--- Action item ---
Every line from the top of the material through the line holding "let q = Quantizer::new(&[(3, 1), (252, 2)]);" should be copied exactly, and only those lines.

--- Input ---
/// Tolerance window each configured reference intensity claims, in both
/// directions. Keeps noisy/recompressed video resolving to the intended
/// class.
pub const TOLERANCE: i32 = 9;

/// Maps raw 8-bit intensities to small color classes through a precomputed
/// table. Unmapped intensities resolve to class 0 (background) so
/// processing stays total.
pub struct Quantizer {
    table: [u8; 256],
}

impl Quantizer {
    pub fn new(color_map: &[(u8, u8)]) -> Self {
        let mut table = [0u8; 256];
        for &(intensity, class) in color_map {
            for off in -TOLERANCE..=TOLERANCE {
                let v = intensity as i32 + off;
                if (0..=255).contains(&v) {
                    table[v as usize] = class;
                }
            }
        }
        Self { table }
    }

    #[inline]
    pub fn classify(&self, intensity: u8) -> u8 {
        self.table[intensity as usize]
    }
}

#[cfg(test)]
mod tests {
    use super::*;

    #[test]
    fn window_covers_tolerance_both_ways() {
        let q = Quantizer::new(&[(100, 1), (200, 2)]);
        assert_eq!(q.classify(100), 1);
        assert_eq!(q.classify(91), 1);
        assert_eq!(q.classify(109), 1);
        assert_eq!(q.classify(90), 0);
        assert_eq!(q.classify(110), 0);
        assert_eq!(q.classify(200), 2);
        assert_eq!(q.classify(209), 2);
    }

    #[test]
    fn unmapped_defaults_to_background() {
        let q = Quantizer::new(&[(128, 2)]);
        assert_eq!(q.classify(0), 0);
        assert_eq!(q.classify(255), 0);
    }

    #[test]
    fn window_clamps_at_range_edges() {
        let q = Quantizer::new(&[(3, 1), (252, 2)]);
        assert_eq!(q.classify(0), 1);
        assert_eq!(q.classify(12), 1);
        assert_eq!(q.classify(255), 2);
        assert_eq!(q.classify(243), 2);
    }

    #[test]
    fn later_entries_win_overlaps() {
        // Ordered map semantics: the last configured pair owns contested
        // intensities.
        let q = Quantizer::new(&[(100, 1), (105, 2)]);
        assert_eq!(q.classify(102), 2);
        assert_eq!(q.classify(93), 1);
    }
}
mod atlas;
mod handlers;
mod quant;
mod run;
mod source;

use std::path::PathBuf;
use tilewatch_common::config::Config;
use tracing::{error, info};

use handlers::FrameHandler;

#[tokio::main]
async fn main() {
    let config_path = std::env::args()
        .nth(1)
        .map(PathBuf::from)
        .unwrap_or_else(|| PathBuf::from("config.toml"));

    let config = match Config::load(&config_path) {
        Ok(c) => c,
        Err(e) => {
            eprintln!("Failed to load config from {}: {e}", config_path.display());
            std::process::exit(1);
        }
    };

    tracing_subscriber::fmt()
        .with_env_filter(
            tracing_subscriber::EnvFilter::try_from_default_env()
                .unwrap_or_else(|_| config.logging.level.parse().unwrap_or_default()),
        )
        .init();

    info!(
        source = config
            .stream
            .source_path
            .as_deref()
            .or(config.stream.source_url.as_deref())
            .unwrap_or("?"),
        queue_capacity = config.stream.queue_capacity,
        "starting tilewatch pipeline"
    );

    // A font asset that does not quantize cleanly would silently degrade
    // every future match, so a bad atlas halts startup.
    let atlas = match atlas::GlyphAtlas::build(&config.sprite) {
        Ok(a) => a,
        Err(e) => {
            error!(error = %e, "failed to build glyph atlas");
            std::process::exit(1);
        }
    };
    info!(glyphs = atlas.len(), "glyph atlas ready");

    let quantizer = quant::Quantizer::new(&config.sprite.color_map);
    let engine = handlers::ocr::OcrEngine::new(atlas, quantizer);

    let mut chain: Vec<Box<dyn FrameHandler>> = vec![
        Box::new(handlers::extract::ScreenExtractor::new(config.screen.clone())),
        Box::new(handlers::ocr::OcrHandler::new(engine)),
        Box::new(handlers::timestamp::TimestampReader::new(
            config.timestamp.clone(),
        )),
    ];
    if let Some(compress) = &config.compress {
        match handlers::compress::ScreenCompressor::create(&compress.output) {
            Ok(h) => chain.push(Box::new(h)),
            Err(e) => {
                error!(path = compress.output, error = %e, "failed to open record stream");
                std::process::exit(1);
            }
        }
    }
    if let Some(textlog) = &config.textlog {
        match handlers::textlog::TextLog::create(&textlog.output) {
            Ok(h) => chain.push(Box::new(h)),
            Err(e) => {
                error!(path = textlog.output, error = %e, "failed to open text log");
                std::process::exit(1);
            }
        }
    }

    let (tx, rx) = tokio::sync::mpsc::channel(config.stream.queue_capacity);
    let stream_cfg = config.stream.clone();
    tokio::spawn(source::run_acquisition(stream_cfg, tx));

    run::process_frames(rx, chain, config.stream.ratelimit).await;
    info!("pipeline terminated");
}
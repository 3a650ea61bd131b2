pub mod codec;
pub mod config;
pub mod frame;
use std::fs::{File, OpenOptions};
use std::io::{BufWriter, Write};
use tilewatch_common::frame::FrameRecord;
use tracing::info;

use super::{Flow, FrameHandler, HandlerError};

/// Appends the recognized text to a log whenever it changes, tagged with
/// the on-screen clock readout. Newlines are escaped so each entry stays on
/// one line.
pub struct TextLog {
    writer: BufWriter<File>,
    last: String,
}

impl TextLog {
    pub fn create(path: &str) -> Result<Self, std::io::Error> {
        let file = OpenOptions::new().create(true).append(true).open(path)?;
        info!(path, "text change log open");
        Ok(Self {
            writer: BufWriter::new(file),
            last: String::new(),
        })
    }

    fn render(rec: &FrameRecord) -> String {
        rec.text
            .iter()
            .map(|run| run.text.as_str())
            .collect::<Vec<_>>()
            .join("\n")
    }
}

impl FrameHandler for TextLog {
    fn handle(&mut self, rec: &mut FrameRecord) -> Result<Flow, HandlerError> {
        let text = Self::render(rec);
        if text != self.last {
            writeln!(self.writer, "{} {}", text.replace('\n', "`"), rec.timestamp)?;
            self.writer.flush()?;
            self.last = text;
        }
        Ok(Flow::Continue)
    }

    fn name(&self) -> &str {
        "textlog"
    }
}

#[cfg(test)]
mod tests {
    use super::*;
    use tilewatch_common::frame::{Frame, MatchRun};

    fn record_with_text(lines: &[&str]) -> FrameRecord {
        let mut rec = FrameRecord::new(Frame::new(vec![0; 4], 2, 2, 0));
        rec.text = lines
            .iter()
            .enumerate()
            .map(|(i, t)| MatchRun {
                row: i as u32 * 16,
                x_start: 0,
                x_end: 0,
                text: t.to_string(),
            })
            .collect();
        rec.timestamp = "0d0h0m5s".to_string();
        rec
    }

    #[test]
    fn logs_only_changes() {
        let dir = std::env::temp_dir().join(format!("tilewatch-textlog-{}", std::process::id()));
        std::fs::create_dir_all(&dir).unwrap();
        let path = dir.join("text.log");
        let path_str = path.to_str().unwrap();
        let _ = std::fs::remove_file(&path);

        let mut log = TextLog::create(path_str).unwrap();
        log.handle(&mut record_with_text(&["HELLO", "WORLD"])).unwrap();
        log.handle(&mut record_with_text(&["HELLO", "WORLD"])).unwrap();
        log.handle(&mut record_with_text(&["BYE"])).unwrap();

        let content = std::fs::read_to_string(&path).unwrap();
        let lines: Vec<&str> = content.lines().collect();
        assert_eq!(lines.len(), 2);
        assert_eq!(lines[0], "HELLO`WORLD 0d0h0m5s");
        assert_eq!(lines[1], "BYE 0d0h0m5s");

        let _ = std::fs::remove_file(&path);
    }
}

--- Reply to the task ---
/// Tolerance window each configured reference intensity claims, in both
/// directions. Keeps noisy/recompressed video resolving to the intended
/// class.
pub const TOLERANCE: i32 = 9;

/// Maps raw 8-bit intensities to small color classes through a precomputed
/// table. Unmapped intensities resolve to class 0 (background) so
/// processing stays total.
pub struct Quantizer {
    table: [u8; 256],
}

impl Quantizer {
    pub fn new(color_map: &[(u8, u8)]) -> Self {
        let mut table = [0u8; 256];
        for &(intensity, class) in color_map {
            for off in -TOLERANCE..=TOLERANCE {
                let v = intensity as i32 + off;
                if (0..=255).contains(&v) {
                    table[v as usize] = class;
                }
            }
        }
        Self { table }
    }

    #[inline]
    pub fn classify(&self, intensity: u8) -> u8 {
        self.table[intensity as usize]
    }
}

#[cfg(test)]
mod tests {
    use super::*;

    #[test]
    fn window_covers_tolerance_both_ways() {
        let q = Quantizer::new(&[(100, 1), (200, 2)]);
        assert_eq!(q.classify(100), 1);
        assert_eq!(q.classify(91), 1);
        assert_eq!(q.classify(109), 1);
        assert_eq!(q.classify(90), 0);
        assert_eq!(q.classify(110), 0);
        assert_eq!(q.classify(200), 2);
        assert_eq!(q.classify(209), 2);
    }

    #[test]
    fn unmapped_defaults_to_background() {
        let q = Quantizer::new(&[(128, 2)]);
        assert_eq!(q.classify(0), 0);
        assert_eq!(q.classify(255), 0);
    }

    #[test]
    fn window_clamps_at_range_edges() {
        let q = Quantizer::new(&[(3, 1), (252, 2)]);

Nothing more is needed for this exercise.